Keluh, Tentang Bahagia, Aku Adalah Wanita Bimbang, dan 2 Puisi Lainnya

Rabu, 31 Agustus 2016 | 12:14:00 WIB
Ilustrasi. (William Solis/pinterest.com)
PESERTA LOMBA CIPTA PUISI HUT PERTAMA RIAUREALITA.COM
 
 
Keluh
 
Apakah dengan kehilangan kau akan mencari?
Apakah dengan tangisan kau akan sadar?
Apakah degan aku bertanya seperti ini,
Ya aku selalu bertanya dan mengeluh
Ya aku sangat membosankan,
 
Aku akan mati sesegera mungkin,
Kau akan menangis sekeras mungkin. Mungkin?
Dan dalam kematianku akan selalu ada tanya
Apakah aku masih saja membosankan bagimu?
 
 
 
Tentang Bahagia
 
Bahaya bila sedih, bahaya!
Bahaya bila pedih, perih!
Bahaya bila peduli, benarkah?
Bahagia lebih benar
Bahagia saling cinta
Bahagiaku, surga!
 
 
 
Aku Adalah Wanita Bimbang
 
Aku adalah wanita bimbang
Saat hujan datang, aku tak berteduh
Semua memandangku sembari menelan ludah
“Sepatah itukah hatinya? Bahkan dingin tak mampu memeluknya.”
 
Aku bukan wanita patah hati
Aku adalah wanita bimbang
Seakan cinta adalah jalan
Jalan terbaik menuju kematian.
 
 
 
Berbincang denganku Sendiri
 
Aku pernah berbincang denganku sendiri
Saat itu hanya ada cahaya purnama, entah kemana perginya bintang
Saat itu juga bersama angin sepoi, basuh tangan ibuku
Halus, dan padanya dia berjuang
 
Aku tetap berbincang denganku sendiri
Saat mereka yang lain, dibawah dan menonton televisi
Tak lagi buta, tak lagi bisu, mereka seakan ciptaan baru
Tuhan baru menciptakannya, tangannya manusia, tanpa rasa
Apakah Tuhan tak punya rasa?
Tuhan yang mana, rasa yang sama.
 
Aku tak lagi berbincang, aku bertanya
Pernakah kau tertidur ketika matamu menatap matahari?
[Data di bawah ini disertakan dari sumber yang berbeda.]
use std::{fmt, str::FromStr};

use chrono::{DateTime, Utc};
use serde::{Deserialize, Serialize};

use super::Account;

/// A timestamp as sent by the server, kept verbatim next to its parsed value.
#[derive(Deserialize, Serialize, Debug, Clone, PartialEq, Eq)]
#[serde(try_from = "String", into = "String")]
pub struct Timestamp {
    raw: String,
    parsed: DateTime<Utc>,
}

impl Timestamp {
    /// The upstream text, untouched.
    pub fn raw(&self) -> &str {
        &self.raw
    }

    pub fn parsed(&self) -> &DateTime<Utc> {
        &self.parsed
    }
}

impl FromStr for Timestamp {
    type Err = chrono::ParseError;

    fn from_str(raw: &str) -> Result<Self, Self::Err> {
        Ok(Self {
            parsed: DateTime::parse_from_rfc3339(raw)?.with_timezone(&Utc),
            raw: raw.to_string(),
        })
    }
}

impl TryFrom<String> for Timestamp {
    type Error = chrono::ParseError;

    fn try_from(raw: String) -> Result<Self, Self::Error> {
        raw.parse()
    }
}

impl From<Timestamp> for String {
    fn from(timestamp: Timestamp) -> Self {
        timestamp.raw
    }
}

impl fmt::Display for Timestamp {
    fn fmt(&self, f: &mut fmt::Formatter) -> fmt::Result {
        f.write_str(&self.raw)
    }
}

#[derive(Deserialize, Serialize, Debug, Clone)]
pub struct Toot {
    pub id: String,
    pub created_at: Timestamp,
    #[serde(default)]
    pub in_reply_to_id: Option<String>,
    #[serde(default)]
    pub in_reply_to_account_id: Option<String>,
    /// Untrusted HTML as delivered by the server.
    pub content: String,
    /// Reblog wrappers carry `null` here.
    #[serde(default)]
    pub url: Option<String>,
    #[serde(default)]
    pub uri: String,
    pub account: Account,
    #[serde(default)]
    pub reblog: Option<Box<Toot>>,
    #[serde(default)]
    pub media_attachments: Vec<MediaAttachment>,
}

impl Toot {
    pub fn permalink(&self) -> &str {
        self.url.as_deref().unwrap_or(&self.uri)
    }

    pub fn is_reply(&self) -> bool {
        self.in_reply_to_account_id.is_some()
    }

    /// Attachments that get drawn, in their original order. Images the
    /// server has no file for yet are skipped.
    pub fn images(&self) -> impl Iterator<Item = &MediaAttachment> {
        self.media_attachments
            .iter()
            .filter(|attachment| attachment.ty == MediaType::Image && !attachment.href().is_empty())
    }
}

#[derive(Deserialize, Serialize, Debug, Clone, PartialEq, Eq)]
pub struct MediaAttachment {
    #[serde(default)]
    pub id: String,
    #[serde(rename = "type")]
    pub ty: MediaType,
    /// `null` for remote media the server has not fetched yet.
    #[serde(default)]
    pub url: Option<String>,
    #[serde(default)]
    pub preview_url: Option<String>,
    #[serde(default)]
    pub description: Option<String>,
    #[serde(default)]
    pub blurhash: Option<String>,
}

impl MediaAttachment {
    pub fn preview(&self) -> &str {
        self.preview_url
            .as_deref()
            .or(self.url.as_deref())
            .unwrap_or_default()
    }

    pub fn href(&self) -> &str {
        self.url
            .as_deref()
            .or(self.preview_url.as_deref())
            .unwrap_or_default()
    }

    pub fn alt(&self) -> &str {
        self.description.as_deref().unwrap_or_default()
    }
}

#[derive(Deserialize, Serialize, Debug, Clone, Copy, PartialEq, Eq, Hash)]
#[serde(rename_all = "lowercase")]
pub enum MediaType {
    Image,
    Gifv,
    Video,
    Audio,
    #[serde(other)]
    Unknown,
}

/// Response of `/api/v1/statuses/:id/context`.
#[derive(Deserialize, Debug, Clone, Default)]
pub struct StatusContext {
    #[serde(default)]
    pub ancestors: Vec<Toot>,
    #[serde(default)]
    pub descendants: Vec<Toot>,
}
Pernakah kau melihat matahari?
Kau tau apa itu matahari?
Tuhan baru menciptakannya, cahaya hangat, dengan pelukan
Tuhab selalu punya rasa, rasakan saja!
Rasa yang sama ketika ada kita.
 
 
 
Badai dan Gelap
 
Dia pernah berkata padaku, bahwa dia takut badai
Gemuruhnya hantam hati terkecilku
Kilatnya, silau mata jika kau melihatnya.
Tapi benarkah kau dapat melihat kilat?
Bagaimana rasanya? Benarkah dia marah?
Mungkin
 
Dia pernah berkata padaku, bahwa dia takut gelap
Aku mantan perokok, kau tau ada pemantik pada sakunya
Apakah api kecil itu cukup? Bila kau bernafas saja akan mati.
Aku sang penjaga suar, tangan kananku ada senter
Dalam hatiku obor membara, menyulut, tak padam
Silahkan kau pilih, itu semua untukmu
Aku menjagamu agar gelap tak melahap
Agar kau ku peluk kian hangat
Kemarilah!
 
 
 
Benaya Yomi Sandiar, biasa dipanggil Ben. Lahir di Surabaya, 4 Februari 1995. Pria berusia 21 tahun ini, sedang menempuh pendidikan s1 sastra Indonesia. Tinggal di Surabaya, beralamat Jl. Simokatrungan Kidul 2.